Your goal >> Look through the listing below for lines containing "SessionStore". State how many there are, and nothing else.

Supplied data >>
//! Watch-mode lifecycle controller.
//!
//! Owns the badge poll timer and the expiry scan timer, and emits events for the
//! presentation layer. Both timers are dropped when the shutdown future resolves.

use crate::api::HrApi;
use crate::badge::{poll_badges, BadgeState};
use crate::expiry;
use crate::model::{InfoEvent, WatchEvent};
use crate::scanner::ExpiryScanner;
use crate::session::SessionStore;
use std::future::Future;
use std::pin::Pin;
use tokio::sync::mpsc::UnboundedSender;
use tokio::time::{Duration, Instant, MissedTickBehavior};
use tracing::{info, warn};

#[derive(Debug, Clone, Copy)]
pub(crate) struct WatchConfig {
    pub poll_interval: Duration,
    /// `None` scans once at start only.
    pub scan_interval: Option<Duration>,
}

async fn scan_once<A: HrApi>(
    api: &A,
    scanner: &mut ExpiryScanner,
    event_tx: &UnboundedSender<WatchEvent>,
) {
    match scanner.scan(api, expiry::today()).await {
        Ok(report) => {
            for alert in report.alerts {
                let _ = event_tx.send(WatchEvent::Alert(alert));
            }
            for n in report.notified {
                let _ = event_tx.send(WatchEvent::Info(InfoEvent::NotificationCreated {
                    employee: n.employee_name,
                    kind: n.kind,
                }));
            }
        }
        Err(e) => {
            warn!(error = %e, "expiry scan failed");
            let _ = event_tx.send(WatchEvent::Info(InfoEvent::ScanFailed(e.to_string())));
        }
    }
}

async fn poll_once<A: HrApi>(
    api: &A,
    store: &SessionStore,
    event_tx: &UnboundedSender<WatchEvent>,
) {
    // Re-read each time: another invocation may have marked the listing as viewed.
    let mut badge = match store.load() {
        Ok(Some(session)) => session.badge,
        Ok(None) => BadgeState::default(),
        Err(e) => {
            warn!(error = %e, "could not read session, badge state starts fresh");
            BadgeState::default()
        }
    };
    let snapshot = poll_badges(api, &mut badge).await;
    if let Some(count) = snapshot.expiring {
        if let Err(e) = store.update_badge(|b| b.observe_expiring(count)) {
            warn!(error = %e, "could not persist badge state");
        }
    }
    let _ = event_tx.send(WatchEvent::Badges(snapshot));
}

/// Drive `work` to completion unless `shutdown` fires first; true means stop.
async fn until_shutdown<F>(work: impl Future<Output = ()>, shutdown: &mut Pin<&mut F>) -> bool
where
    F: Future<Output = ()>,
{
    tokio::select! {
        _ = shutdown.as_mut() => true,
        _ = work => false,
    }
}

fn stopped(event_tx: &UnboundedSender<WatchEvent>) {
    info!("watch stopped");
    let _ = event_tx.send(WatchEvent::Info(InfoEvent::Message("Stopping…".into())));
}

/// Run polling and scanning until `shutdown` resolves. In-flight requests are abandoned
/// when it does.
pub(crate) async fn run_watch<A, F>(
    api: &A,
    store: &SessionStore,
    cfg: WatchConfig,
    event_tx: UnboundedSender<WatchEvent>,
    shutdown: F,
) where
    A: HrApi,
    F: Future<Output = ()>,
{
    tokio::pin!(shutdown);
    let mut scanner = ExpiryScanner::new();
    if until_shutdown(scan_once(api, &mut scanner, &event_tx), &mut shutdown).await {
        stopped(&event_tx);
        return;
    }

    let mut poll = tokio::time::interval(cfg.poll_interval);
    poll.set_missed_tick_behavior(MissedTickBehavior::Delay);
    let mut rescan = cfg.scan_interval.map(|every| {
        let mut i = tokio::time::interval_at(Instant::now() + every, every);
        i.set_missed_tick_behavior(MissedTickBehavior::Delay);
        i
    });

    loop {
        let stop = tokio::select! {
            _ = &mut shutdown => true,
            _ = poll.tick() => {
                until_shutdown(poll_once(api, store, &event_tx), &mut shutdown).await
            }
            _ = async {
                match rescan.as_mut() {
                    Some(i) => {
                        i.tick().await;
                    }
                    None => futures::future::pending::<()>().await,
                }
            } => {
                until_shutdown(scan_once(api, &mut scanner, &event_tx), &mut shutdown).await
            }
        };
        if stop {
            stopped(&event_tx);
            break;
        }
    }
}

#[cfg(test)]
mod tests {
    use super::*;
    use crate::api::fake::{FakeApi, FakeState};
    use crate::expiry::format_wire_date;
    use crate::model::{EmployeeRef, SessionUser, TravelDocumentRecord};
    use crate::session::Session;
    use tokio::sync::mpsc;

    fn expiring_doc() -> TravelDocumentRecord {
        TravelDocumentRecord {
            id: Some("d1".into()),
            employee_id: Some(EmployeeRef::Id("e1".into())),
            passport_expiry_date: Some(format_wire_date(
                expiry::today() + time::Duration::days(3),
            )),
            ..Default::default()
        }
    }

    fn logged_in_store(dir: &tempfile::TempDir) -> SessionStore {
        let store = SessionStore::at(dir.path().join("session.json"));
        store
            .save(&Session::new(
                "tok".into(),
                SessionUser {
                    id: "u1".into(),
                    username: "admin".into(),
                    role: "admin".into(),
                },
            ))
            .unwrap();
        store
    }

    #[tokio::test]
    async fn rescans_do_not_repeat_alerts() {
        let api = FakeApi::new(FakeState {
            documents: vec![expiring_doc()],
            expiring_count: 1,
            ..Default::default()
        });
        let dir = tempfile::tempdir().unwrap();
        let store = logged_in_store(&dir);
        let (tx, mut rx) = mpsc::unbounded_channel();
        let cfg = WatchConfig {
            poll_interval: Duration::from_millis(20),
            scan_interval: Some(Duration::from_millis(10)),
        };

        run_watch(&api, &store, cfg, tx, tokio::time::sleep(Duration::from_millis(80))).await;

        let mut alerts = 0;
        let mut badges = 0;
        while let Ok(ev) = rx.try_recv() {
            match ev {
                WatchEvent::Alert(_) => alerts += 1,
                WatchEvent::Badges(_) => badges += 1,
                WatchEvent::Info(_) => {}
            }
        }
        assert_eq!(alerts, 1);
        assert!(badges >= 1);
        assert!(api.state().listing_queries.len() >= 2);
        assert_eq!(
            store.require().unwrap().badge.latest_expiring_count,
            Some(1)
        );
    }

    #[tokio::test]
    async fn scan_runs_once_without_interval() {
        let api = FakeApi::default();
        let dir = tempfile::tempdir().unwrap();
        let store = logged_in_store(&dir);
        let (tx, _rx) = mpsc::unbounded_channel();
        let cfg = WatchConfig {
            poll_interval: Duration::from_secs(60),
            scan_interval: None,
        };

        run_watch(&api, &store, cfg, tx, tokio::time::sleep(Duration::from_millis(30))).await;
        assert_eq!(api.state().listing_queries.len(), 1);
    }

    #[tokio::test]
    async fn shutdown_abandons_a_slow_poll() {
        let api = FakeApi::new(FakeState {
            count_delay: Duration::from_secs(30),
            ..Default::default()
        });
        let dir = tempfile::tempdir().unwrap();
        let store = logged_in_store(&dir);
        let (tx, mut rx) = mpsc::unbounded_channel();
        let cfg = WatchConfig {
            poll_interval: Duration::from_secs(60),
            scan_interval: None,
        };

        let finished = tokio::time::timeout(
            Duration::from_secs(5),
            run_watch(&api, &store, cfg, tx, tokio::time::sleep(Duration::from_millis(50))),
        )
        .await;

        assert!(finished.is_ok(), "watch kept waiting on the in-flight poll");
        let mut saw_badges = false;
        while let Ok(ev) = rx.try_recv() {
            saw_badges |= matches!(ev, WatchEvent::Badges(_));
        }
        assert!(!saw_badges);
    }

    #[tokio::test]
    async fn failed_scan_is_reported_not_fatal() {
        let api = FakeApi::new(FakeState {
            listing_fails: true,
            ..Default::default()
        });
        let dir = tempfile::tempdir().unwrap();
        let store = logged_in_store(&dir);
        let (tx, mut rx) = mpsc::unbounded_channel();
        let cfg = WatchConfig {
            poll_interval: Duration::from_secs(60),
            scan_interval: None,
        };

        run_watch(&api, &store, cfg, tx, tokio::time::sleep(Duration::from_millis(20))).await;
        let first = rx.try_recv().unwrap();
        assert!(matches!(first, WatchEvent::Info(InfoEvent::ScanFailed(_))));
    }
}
--
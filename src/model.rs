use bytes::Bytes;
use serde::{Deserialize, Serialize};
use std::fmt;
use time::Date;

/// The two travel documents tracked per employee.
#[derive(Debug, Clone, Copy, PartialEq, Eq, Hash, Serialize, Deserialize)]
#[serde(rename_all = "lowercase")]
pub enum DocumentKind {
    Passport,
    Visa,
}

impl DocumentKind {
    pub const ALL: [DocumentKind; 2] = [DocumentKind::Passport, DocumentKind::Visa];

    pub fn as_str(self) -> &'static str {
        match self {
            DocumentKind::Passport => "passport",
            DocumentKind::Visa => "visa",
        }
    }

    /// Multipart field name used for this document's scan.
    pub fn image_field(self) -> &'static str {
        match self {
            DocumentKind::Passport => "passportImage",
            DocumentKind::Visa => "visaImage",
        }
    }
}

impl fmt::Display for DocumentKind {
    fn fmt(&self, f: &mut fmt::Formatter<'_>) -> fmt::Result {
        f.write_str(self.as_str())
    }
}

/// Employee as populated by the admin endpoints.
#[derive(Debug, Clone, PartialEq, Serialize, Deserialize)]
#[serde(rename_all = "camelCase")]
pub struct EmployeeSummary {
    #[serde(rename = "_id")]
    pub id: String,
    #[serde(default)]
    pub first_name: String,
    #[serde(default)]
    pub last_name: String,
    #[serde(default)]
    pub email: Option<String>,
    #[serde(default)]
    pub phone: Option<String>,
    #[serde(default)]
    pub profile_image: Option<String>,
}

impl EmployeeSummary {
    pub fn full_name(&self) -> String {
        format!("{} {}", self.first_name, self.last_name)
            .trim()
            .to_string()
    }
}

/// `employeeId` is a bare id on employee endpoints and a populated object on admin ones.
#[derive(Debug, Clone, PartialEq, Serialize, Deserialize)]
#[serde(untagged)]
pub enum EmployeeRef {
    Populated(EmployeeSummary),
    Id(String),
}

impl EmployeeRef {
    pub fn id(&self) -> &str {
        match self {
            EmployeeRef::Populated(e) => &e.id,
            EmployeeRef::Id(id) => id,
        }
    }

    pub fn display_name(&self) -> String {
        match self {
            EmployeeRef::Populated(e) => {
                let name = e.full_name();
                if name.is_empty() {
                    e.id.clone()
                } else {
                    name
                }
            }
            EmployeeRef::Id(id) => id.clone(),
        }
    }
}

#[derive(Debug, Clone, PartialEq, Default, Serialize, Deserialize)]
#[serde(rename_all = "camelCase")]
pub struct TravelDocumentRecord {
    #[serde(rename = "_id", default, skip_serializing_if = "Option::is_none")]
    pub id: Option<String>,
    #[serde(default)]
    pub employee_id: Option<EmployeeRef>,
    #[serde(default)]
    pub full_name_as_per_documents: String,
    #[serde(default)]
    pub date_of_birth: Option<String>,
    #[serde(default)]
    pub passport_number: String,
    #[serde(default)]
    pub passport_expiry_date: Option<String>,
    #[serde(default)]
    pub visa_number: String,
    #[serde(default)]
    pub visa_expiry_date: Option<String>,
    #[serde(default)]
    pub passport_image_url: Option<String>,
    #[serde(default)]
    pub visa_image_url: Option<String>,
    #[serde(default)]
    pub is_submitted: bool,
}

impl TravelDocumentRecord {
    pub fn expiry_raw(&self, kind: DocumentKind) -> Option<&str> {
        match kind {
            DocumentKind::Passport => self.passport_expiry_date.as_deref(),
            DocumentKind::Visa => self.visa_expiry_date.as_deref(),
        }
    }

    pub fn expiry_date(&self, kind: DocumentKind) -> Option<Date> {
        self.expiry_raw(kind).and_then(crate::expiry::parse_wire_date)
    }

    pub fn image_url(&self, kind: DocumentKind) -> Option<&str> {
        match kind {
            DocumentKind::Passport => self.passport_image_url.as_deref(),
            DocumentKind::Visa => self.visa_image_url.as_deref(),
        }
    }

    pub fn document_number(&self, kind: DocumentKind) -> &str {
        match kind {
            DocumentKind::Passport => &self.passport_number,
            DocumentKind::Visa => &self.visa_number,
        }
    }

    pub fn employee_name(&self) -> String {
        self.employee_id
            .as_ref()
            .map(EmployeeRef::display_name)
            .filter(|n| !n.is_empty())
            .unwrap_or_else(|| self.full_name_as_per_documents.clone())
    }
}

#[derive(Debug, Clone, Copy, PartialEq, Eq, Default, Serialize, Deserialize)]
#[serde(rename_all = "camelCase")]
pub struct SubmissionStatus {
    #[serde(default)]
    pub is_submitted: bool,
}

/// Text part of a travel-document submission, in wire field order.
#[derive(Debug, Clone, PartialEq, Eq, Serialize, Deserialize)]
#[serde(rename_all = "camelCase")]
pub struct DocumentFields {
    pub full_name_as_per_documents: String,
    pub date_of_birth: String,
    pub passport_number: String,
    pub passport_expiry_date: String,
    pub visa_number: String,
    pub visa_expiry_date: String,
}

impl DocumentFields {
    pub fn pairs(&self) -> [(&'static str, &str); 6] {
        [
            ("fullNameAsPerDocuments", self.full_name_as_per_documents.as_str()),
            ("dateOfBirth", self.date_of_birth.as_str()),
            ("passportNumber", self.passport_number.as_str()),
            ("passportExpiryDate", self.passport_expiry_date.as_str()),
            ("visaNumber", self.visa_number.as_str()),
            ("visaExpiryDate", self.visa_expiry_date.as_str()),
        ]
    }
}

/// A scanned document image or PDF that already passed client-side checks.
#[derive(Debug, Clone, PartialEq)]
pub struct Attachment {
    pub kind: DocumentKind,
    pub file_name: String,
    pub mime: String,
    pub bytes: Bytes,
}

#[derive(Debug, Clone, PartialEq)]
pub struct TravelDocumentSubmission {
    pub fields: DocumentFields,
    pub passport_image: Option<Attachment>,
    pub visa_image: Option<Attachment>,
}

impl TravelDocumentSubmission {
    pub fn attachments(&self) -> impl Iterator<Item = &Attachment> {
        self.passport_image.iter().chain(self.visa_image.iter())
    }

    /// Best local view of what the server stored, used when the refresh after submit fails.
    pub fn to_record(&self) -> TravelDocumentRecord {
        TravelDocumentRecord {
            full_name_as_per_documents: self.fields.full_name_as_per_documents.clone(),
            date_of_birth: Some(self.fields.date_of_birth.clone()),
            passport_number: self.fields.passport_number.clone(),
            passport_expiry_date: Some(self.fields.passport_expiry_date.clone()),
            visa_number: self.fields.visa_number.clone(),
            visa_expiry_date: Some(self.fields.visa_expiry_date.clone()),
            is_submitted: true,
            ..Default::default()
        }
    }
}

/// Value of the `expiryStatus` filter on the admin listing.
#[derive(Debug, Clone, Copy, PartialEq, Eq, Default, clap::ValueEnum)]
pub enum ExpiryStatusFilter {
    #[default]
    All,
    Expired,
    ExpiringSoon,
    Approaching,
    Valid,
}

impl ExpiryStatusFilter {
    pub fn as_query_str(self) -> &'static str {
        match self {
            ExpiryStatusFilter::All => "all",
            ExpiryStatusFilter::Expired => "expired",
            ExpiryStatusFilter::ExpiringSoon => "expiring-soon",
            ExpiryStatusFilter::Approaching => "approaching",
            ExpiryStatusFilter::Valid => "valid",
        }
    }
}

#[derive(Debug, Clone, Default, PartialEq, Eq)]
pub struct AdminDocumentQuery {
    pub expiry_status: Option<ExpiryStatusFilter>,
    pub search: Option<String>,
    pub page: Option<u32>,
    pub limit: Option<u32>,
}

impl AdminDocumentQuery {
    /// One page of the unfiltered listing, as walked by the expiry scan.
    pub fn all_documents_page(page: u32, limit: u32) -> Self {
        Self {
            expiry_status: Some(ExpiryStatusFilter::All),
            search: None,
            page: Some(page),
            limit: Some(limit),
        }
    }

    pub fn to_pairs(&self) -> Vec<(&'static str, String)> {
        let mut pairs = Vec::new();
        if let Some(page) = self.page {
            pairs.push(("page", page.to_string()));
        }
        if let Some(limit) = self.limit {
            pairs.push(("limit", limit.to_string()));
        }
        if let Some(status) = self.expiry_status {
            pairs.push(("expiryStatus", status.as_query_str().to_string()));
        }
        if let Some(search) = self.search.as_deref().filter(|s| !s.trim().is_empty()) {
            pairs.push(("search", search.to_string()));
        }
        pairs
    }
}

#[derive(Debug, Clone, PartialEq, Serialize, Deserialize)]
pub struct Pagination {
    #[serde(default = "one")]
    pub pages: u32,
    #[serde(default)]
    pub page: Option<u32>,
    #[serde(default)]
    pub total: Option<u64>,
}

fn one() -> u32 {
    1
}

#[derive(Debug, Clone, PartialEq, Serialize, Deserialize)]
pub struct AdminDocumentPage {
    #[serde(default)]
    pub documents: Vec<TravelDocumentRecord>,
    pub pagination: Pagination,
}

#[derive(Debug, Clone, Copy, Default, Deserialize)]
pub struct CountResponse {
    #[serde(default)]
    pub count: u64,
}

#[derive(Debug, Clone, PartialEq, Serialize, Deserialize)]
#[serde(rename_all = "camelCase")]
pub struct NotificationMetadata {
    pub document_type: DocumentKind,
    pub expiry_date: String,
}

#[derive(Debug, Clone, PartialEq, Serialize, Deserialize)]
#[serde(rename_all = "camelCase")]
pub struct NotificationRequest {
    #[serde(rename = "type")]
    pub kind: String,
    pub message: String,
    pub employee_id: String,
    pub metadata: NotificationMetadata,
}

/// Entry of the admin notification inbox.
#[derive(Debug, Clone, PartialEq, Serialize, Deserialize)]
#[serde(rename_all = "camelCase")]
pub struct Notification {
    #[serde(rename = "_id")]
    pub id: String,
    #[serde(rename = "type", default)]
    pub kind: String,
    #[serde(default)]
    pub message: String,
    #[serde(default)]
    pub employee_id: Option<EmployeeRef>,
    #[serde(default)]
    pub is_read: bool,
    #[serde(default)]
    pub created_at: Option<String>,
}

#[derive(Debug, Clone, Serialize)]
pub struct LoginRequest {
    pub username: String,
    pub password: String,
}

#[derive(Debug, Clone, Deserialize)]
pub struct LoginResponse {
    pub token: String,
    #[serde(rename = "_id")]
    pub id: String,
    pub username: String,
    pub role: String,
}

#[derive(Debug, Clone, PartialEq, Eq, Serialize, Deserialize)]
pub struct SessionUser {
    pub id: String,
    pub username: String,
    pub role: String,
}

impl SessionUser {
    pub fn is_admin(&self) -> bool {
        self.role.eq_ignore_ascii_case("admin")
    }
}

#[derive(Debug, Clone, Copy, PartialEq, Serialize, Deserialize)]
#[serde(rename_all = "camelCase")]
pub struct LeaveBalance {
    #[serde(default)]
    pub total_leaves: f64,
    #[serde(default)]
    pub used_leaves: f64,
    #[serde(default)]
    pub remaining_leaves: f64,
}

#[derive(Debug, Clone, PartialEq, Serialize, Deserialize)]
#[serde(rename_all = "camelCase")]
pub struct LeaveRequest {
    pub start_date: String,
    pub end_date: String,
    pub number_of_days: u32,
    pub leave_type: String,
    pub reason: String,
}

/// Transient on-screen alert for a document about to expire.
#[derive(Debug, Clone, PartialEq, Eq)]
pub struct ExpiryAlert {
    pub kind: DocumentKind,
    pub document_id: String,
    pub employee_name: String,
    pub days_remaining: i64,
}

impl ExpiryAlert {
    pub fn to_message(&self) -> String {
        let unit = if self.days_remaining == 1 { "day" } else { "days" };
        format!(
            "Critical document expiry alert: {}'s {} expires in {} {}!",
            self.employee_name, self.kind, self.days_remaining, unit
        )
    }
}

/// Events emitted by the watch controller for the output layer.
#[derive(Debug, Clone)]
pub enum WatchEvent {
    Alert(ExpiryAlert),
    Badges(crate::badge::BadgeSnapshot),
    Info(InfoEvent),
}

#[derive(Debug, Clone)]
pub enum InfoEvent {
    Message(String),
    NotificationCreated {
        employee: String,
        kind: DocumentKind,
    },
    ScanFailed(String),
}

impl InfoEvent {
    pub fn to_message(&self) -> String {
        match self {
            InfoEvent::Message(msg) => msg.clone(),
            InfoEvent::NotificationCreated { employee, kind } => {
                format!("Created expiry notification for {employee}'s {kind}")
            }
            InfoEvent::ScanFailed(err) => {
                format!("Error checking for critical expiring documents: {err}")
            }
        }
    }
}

Response >> 5